Requirement
The required result is every line of the records that includes "content".

---*---

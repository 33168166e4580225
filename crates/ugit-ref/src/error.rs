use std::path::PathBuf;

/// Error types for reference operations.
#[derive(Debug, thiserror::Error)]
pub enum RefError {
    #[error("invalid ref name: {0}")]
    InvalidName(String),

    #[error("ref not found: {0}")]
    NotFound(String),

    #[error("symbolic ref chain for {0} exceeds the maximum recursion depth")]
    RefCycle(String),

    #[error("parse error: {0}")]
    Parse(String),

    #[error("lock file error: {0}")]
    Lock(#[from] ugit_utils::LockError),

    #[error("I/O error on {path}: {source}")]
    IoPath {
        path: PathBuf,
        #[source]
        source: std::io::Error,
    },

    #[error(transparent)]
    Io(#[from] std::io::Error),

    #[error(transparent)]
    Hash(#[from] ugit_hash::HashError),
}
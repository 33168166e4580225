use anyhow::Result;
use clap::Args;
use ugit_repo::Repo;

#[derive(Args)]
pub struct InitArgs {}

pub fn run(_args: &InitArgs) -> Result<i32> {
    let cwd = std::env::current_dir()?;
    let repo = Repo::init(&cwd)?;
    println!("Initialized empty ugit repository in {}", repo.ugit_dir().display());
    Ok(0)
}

---*---

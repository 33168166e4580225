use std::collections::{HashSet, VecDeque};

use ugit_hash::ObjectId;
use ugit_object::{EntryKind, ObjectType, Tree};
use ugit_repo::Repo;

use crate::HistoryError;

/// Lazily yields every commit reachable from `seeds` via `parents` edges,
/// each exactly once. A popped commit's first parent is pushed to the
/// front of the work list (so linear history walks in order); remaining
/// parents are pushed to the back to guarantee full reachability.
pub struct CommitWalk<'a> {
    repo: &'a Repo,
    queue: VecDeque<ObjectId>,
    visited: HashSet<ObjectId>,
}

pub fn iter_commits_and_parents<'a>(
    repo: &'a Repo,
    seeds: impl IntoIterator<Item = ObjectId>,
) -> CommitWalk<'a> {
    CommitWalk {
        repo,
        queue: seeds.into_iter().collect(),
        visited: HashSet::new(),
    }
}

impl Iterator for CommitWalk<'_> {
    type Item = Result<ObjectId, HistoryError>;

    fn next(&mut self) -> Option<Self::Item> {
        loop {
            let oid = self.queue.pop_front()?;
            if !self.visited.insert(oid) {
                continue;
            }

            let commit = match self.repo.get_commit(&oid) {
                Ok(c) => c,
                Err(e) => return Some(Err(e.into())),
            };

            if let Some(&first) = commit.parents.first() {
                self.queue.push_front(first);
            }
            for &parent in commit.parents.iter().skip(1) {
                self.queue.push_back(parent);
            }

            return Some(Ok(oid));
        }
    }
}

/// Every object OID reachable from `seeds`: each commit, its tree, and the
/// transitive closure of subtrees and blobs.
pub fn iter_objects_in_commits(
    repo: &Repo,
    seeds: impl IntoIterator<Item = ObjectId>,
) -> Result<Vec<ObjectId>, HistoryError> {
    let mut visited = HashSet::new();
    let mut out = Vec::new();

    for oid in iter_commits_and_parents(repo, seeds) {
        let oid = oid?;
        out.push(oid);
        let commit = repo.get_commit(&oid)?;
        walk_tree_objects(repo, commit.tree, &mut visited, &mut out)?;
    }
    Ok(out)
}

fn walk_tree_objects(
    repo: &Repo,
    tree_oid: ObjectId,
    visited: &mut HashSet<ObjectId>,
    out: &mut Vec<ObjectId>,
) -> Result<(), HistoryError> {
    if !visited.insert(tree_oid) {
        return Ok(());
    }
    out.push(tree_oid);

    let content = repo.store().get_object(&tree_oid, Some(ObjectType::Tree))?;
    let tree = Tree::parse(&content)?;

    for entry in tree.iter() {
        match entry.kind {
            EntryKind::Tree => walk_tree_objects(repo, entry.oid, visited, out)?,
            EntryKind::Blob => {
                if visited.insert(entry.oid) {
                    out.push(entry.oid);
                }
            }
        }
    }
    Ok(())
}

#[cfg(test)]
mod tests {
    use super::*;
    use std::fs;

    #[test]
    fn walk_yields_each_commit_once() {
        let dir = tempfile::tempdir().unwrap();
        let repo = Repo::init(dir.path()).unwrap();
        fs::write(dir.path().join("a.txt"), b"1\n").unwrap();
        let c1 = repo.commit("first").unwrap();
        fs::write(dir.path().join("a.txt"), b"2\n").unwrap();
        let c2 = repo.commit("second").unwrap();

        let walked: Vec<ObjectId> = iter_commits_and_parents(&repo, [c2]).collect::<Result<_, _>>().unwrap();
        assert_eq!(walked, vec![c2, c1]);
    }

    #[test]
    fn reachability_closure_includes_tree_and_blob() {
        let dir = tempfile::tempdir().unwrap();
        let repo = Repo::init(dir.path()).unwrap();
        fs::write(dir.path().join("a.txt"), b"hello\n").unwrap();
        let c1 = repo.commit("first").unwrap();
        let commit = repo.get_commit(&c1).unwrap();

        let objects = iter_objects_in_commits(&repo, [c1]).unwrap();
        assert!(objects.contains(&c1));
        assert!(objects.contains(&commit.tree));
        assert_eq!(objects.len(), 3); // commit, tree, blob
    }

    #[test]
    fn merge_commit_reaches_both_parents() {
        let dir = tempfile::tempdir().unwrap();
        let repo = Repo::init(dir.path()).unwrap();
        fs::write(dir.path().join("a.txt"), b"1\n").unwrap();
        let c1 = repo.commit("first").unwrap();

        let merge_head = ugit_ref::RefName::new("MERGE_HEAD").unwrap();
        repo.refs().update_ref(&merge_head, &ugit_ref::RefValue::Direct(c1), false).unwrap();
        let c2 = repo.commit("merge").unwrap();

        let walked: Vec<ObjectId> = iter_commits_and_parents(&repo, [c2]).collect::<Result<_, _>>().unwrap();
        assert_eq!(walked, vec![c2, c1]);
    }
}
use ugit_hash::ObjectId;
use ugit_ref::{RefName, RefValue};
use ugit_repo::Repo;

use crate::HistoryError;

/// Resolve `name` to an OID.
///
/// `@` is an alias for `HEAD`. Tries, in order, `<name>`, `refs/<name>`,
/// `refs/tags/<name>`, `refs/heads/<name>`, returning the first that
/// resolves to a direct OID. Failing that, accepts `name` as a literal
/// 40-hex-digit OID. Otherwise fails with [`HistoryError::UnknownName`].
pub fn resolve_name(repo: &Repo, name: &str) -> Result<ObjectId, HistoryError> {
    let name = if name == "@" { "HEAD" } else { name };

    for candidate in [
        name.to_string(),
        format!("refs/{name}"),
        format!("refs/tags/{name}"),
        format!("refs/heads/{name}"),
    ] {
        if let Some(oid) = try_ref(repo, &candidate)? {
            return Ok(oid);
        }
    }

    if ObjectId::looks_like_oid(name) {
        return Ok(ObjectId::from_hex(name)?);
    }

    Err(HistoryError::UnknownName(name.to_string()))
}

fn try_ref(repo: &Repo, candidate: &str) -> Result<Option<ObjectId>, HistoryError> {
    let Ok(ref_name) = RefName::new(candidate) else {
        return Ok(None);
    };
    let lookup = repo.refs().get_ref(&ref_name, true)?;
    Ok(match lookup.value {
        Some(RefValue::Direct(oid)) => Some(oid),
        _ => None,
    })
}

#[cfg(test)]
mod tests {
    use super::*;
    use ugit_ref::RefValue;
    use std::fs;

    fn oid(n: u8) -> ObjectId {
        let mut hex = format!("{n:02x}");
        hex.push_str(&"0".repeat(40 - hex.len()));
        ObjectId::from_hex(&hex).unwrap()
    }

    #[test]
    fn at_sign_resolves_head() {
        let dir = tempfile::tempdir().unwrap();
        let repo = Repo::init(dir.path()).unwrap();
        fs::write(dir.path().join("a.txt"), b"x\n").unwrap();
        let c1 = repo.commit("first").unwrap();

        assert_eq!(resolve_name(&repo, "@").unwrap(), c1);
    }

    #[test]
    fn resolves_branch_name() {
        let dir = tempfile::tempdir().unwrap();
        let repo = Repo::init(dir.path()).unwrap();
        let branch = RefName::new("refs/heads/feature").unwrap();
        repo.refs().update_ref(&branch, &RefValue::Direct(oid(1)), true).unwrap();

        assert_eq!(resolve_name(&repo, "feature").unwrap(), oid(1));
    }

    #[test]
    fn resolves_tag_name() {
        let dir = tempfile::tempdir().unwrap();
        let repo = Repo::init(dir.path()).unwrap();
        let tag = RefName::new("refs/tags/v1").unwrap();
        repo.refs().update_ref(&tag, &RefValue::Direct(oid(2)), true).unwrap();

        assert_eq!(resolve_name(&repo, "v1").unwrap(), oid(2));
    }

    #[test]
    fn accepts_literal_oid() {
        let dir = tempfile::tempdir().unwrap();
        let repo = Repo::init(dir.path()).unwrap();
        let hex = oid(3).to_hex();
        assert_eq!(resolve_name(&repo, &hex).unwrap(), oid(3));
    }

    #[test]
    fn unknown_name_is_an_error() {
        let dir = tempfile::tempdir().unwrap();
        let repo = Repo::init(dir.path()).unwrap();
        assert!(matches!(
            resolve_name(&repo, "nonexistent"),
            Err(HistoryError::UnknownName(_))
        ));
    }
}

---*---

Written answer
    let content = repo.store().get_object(&tree_oid, Some(ObjectType::Tree))?;
    let tree = Tree::parse(&content)?;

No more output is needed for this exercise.